This week’s passage is at odds with last week’s. Not in that it’s written in a completely different style or anything like that, but because it takes the emphasis on Grendel’s appearance and shifts it onto his intent.

However, this passage does include some description of Heorot itself that sets up a contrast between it and its attacker.

Last week, Grendel was described as a being who moves in the shadows, who slinks around. As a result, I think the Anglo-Saxons imagined Grendel as the antithesis of brightness.

Now, it only gets about a line and a half of description here, as opposed to the three we had for Grendel last week. But in those one and a half lines, Heorot is described, quite simply, as “shimmering with ornaments” (“fættum fahne” (l.716)). It is also referred to as a “gold hall” literally, since “goldsele” translates handily from Old English to Modern English with little change (l.715). So Heorot, in very short order, is clearly made out to be the pinnacle of colour, of brightness.

Perhaps that’s why it’s given so little description here. I mean, it could just be that way because the poet has already described the hall on earlier occasions, but I think that what’s happening here goes beyond being mere shorthand by which the poet intends to remind people that Heorot is bright and shiny.

I think that this description is less lingered on than that of Grendel because the hall’s brightness makes itself apparent. Just how the eye worked wasn’t likely to have entirely worked out when Beowulf was being set down in writing, but the Anglo-Saxons would definitely have been aware of how the eye’s drawn to light. Thus, they probably had some sense that bright things are immediately bright while dull things are dull over time.

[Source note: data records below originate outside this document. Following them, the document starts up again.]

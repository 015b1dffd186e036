use std::collections::BTreeSet;
use std::time::Duration;

use swarm_core::PublicKey;

use crate::*;

#[tokio::test(start_paused = true)]
async fn chain_converges_to_full_mesh() {
    let network = Network::new(5, 5);
    // 0 - 1 - 2 - 3 - 4
    for i in 0..4 {
        network.node(i).registry().bootstrap(&host_of(i + 1), PEER_PORT);
    }
    for i in 0..network.len() {
        network.node(i).start();
    }

    for _ in 0..10 {
        tick(&network).await;
    }

    for i in 0..network.len() {
        let linked = network.linked(i);
        assert_eq!(linked.len(), 4, "node {i} linked with {linked:?}");
        assert!(!linked.contains(&network.node(i).public_key()));
    }
}

#[tokio::test(start_paused = true)]
async fn outbound_links_stop_at_desired_connectivity() {
    let network = Network::new(8, 2);
    let hub = network.node(0);
    let everyone: Vec<_> = (1..8).map(|i| network.node(i).details().details()).collect();
    hub.registry().replace_suggestions(everyone);

    hub.start();
    for _ in 0..6 {
        tokio::time::sleep(INTERVAL + Duration::from_millis(1)).await;
    }

    // First iteration: one known identity, budget of two. Afterwards none.
    assert_eq!(network.linked(0).len(), 2);
    assert_eq!(network.dials_from(0), 2);
}

#[tokio::test(start_paused = true)]
async fn own_suggestion_is_never_dialled() {
    let network = Network::new(2, 5);
    let node = network.node(0);
    node.registry()
        .replace_suggestions(vec![node.details().details()]);

    node.start();
    for _ in 0..3 {
        tokio::time::sleep(INTERVAL + Duration::from_millis(1)).await;
    }

    assert_eq!(network.dials_from(0), 0);
    assert!(network.linked(0).is_empty());
}

#[tokio::test]
async fn single_iteration_fills_one_remaining_slot() {
    let network = Network::new(7, 5);
    let node = network.node(0);
    for i in 1..=4 {
        node.registry().bootstrap(&host_of(i), PEER_PORT);
    }
    node.registry().replace_suggestions(vec![
        network.node(5).details().details(),
        network.node(6).details().details(),
    ]);

    let outcome = node.track_peers();
    assert_eq!(outcome.known, 5);
    assert_eq!(outcome.candidates, 2);
    assert_eq!(outcome.attempted.len(), 1);
    assert_eq!(network.linked(0).len(), 5);

    // Now over target: nothing more.
    let outcome = node.track_peers();
    assert!(outcome.attempted.is_empty());
}

#[tokio::test]
async fn resolver_reports_link_address() {
    let network = Network::new(2, 5);
    let node = network.node(0);
    node.registry().bootstrap(&host_of(1), PEER_PORT);

    let id = node
        .registry()
        .with_client_peers(|m| *m.keys().next().unwrap());
    assert_eq!(
        node.registry().resolve_client_address(id),
        Some(format!("{}:{}", host_of(1), PEER_PORT))
    );
}

#[test]
fn gossip_spreads_second_hand_peers() {
    let network = Network::new(3, 5);
    // 0 - 1 - 2
    network.node(0).registry().bootstrap(&host_of(1), PEER_PORT);
    network.node(1).registry().bootstrap(&host_of(2), PEER_PORT);

    network.gossip_round();

    let keys: BTreeSet<PublicKey> = network
        .node(0)
        .registry()
        .with_suggestions(|s| s.iter().map(|d| d.public_key.clone()).collect());
    assert!(keys.contains(&network.node(1).public_key()));
    assert!(keys.contains(&network.node(2).public_key()));
    assert!(!keys.contains(&network.node(0).public_key()));
}
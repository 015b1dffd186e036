//! Candidate selection for one discovery iteration.
//!
//! Given a snapshot of the registry, work out which identities are already
//! known (self plus every connected peer), which suggested entry points lead
//! to unknown nodes, and how many of those to dial. Everything here is pure;
//! the caller supplies the RNG so shuffles are reproducible under a seed.

use std::collections::BTreeSet;

use rand::seq::SliceRandom;
use rand::Rng;

use swarm_core::{EntryPoint, NodeDetails, PublicKey};

use crate::registry::PeerTables;

/// What one iteration decided to do.
#[derive(Debug, Clone, PartialEq, Eq)]
pub struct DiscoveryPlan {
    /// Identities already linked, including our own.
    pub known: BTreeSet<PublicKey>,
    /// Eligible entry points before the budget was applied.
    pub candidates: usize,
    /// Dial attempts allowed this iteration.
    pub budget: usize,
    /// Entry points to bootstrap, in shuffled order.
    pub targets: Vec<EntryPoint>,
}

/// Our own key plus the key of every connected peer, either direction.
pub fn known_identities(own: &PublicKey, tables: &PeerTables) -> BTreeSet<PublicKey> {
    std::iter::once(own)
        .chain(tables.server_peers.values().map(|d| &d.public_key))
        .chain(tables.client_peers.values().map(|d| &d.public_key))
        .cloned()
        .collect()
}

/// Swarm entry points of every suggested node whose identity is not known.
pub fn candidate_entry_points(
    known: &BTreeSet<PublicKey>,
    suggestions: &[NodeDetails],
) -> Vec<EntryPoint> {
    suggestions
        .iter()
        .filter(|d| !known.contains(&d.public_key))
        .flat_map(|d| d.swarm_entry_points().cloned())
        .collect()
}

/// Dial attempts allowed when `known` identities are linked and the target is `desired`.
///
/// The count starts at `known` and every attempt adds one; dialling stops
/// once the count exceeds `desired`.
pub fn connection_budget(known: usize, desired: usize) -> usize {
    (desired + 1).saturating_sub(known)
}

/// Plan one iteration over a consistent snapshot.
pub fn plan<R: Rng + ?Sized>(
    own: &PublicKey,
    tables: &PeerTables,
    desired_connectivity: usize,
    rng: &mut R,
) -> DiscoveryPlan {
    let known = known_identities(own, tables);
    let mut targets = candidate_entry_points(&known, &tables.suggestions);
    let candidates = targets.len();

    targets.shuffle(rng);

    let budget = connection_budget(known.len(), desired_connectivity);
    targets.truncate(budget);

    DiscoveryPlan {
        known,
        candidates,
        budget,
        targets,
    }
}

#[cfg(test)]
mod tests {
    use super::*;
    use rand::rngs::StdRng;
    use rand::SeedableRng;
    use swarm_core::{Capability, CapabilitySet};

    fn node(pk: &str, host: &str) -> NodeDetails {
        let mut d = NodeDetails::new(pk.into(), 8000, 8080);
        d.add_entry_point(EntryPoint::swarm(host, 8000, 8080));
        d
    }

    fn tables_with(connected: &[&str], suggestions: Vec<NodeDetails>) -> PeerTables {
        let mut t = PeerTables::default();
        for (i, pk) in connected.iter().enumerate() {
            let details = node(pk, "10.0.0.250");
            if i % 2 == 0 {
                t.server_peers.insert(i as u64, details);
            } else {
                t.client_peers.insert(i as u64, details);
            }
        }
        t.suggestions = suggestions;
        t
    }

    fn rng() -> StdRng {
        StdRng::seed_from_u64(7)
    }

    #[test]
    fn known_set_counts_each_identity_once() {
        let mut t = tables_with(&["p1"], vec![]);
        // p1 connected in both directions
        t.client_peers.insert(99, node("p1", "10.0.0.1"));
        let known = known_identities(&"self".into(), &t);
        assert_eq!(known.len(), 2);
    }

    #[test]
    fn budget_matches_counter_semantics() {
        assert_eq!(connection_budget(5, 5), 1);
        assert_eq!(connection_budget(2, 5), 4);
        assert_eq!(connection_budget(1, 5), 5);
        assert_eq!(connection_budget(6, 5), 0);
        assert_eq!(connection_budget(9, 5), 0);
    }

    #[test]
    fn own_identity_is_never_a_target() {
        let t = tables_with(&[], vec![node("self", "10.0.0.1"), node("p2", "10.0.0.2")]);
        let plan = plan(&"self".into(), &t, 5, &mut rng());
        assert_eq!(plan.targets.len(), 1);
        assert_eq!(plan.targets[0].host, "10.0.0.2");
    }

    #[test]
    fn connected_peer_is_not_retargeted_through_another_entry_point() {
        let mut p1 = node("p1", "10.0.0.1");
        p1.add_entry_point(EntryPoint::swarm("172.16.0.1", 9000, 9080));
        let t = tables_with(&["p1"], vec![p1]);
        let plan = plan(&"self".into(), &t, 5, &mut rng());
        assert_eq!(plan.candidates, 0);
        assert!(plan.targets.is_empty());
    }

    #[test]
    fn entry_points_without_swarm_capability_are_skipped() {
        let mut p = NodeDetails::new("p".into(), 8000, 8080);
        let mut keeper = EntryPoint::swarm("10.0.0.3", 8000, 8080);
        keeper.configuration = CapabilitySet::from_bits(1 << Capability::ChainKeeper.bit());
        p.add_entry_point(keeper);
        p.add_entry_point(EntryPoint::swarm("10.0.0.4", 8000, 8080));

        let t = tables_with(&[], vec![p]);
        let plan = plan(&"self".into(), &t, 5, &mut rng());
        assert_eq!(plan.candidates, 1);
        assert_eq!(plan.targets[0].host, "10.0.0.4");
    }

    #[test]
    fn one_slot_left_yields_exactly_one_target() {
        let t = tables_with(
            &["p1", "p2", "p3", "p4"],
            vec![node("p5", "10.0.0.5"), node("p1", "10.0.0.1")],
        );
        let plan = plan(&"self".into(), &t, 5, &mut rng());
        assert_eq!(plan.known.len(), 5);
        assert_eq!(plan.candidates, 1);
        assert_eq!(plan.budget, 1);
        assert_eq!(plan.targets, vec![EntryPoint::swarm("10.0.0.5", 8000, 8080)]);
    }

    #[test]
    fn budget_caps_attempts() {
        let suggestions = (0..10)
            .map(|i| node(&format!("s{i}"), &format!("10.1.0.{i}")))
            .collect();
        let t = tables_with(&["p1"], suggestions);
        let plan = plan(&"self".into(), &t, 5, &mut rng());
        assert_eq!(plan.candidates, 10);
        assert_eq!(plan.targets.len(), 4);
    }

    #[test]
    fn over_connected_node_dials_nobody() {
        let t = tables_with(
            &["p1", "p2", "p3", "p4", "p5", "p6"],
            vec![node("p7", "10.0.0.7")],
        );
        let plan = plan(&"self".into(), &t, 5, &mut rng());
        assert_eq!(plan.candidates, 1);
        assert!(plan.targets.is_empty());
    }

    #[test]
    fn empty_suggestions_give_empty_plan() {
        let t = tables_with(&["p1"], vec![]);
        let plan = plan(&"self".into(), &t, 5, &mut rng());
        assert_eq!(plan.candidates, 0);
        assert!(plan.targets.is_empty());
    }

    #[test]
    fn same_seed_gives_same_order() {
        let suggestions: Vec<_> = (0..8)
            .map(|i| node(&format!("s{i}"), &format!("10.2.0.{i}")))
            .collect();
        let t = tables_with(&[], suggestions);

        let a = plan(&"self".into(), &t, 20, &mut StdRng::seed_from_u64(99));
        let b = plan(&"self".into(), &t, 20, &mut StdRng::seed_from_u64(99));
        assert_eq!(a.targets, b.targets);
        assert_eq!(a.targets.len(), 8);
    }

    #[test]
    fn shuffle_spreads_first_choice() {
        // Across many seeds the first target should not always be the first suggestion.
        let suggestions: Vec<_> = (0..6)
            .map(|i| node(&format!("s{i}"), &format!("10.3.0.{i}")))
            .collect();
        let t = tables_with(&[], suggestions);

        let firsts: BTreeSet<String> = (0..64)
            .map(|seed| {
                let p = plan(&"self".into(), &t, 5, &mut StdRng::seed_from_u64(seed));
                p.targets[0].host.clone()
            })
            .collect();
        assert!(firsts.len() > 1);
    }
}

In other words, I think that Heorot is being characterized here as a flash to Grendel’s dull wall. The former is so bright it overcomes you, while the latter is so not bright that you can stare at it for hours.

So why set up this contrast? I think it’s to show how diametrically opposed Grendel is to the Danes. He’s there to steal them because they are his opposite, not only in the eyes of god or whatever, but simply in how they are perceived.

Or, if you like, the Anglo-Saxons may have had some concept of darkness swallowing light as much as light creating darkness. It’s possible that this idea may also have come in with Christianity, since the metaphor of darkness eating light sounds like something that any zealous missionary would bust out to frame Christianity as the underdog in a perpetual struggle not between the forces of nature or great heroes, but between the Anglo-Saxon’s two poles of perception: darkness and light.

One other thing that struck me about this passage, though it’s less thought out, is the line “he bore god’s ire” (“godes yrre bær” (l.711)).

This one is pretty easily a reference to Grendel bearing the mark of Cain and all of that, but it also ties neatly into an idea that I brought up in my entry two weeks ago.

What if, if Beowulf is god’s champion or god’s representative on earth in some way, Grendel’s bearing god’s ire isn’t just some poetic phrasing, but is actually a reference to his being marked for death by Beowulf? After all, if Beowulf’s stories and oaths are true, he seems very much to be the worker of that wrath. It’d be a neat bit of foreshadowing, I think

One other thing about Heorot as it’s described here.

In line 713 the poet notes that the hall itself is “humbled” (“hean”). Given Heorot’s glory and grandeur in its description here, this seems odd. But I think that it’s the poet/scribe tying off the contrast that I’ve noted. I think that it’s their way of saying that Heorot wasn’t just deteriorating because it was so often empty since Grendel started attacking, but it was actually losing its lustre because it had fallen under the shadow that is Grendel.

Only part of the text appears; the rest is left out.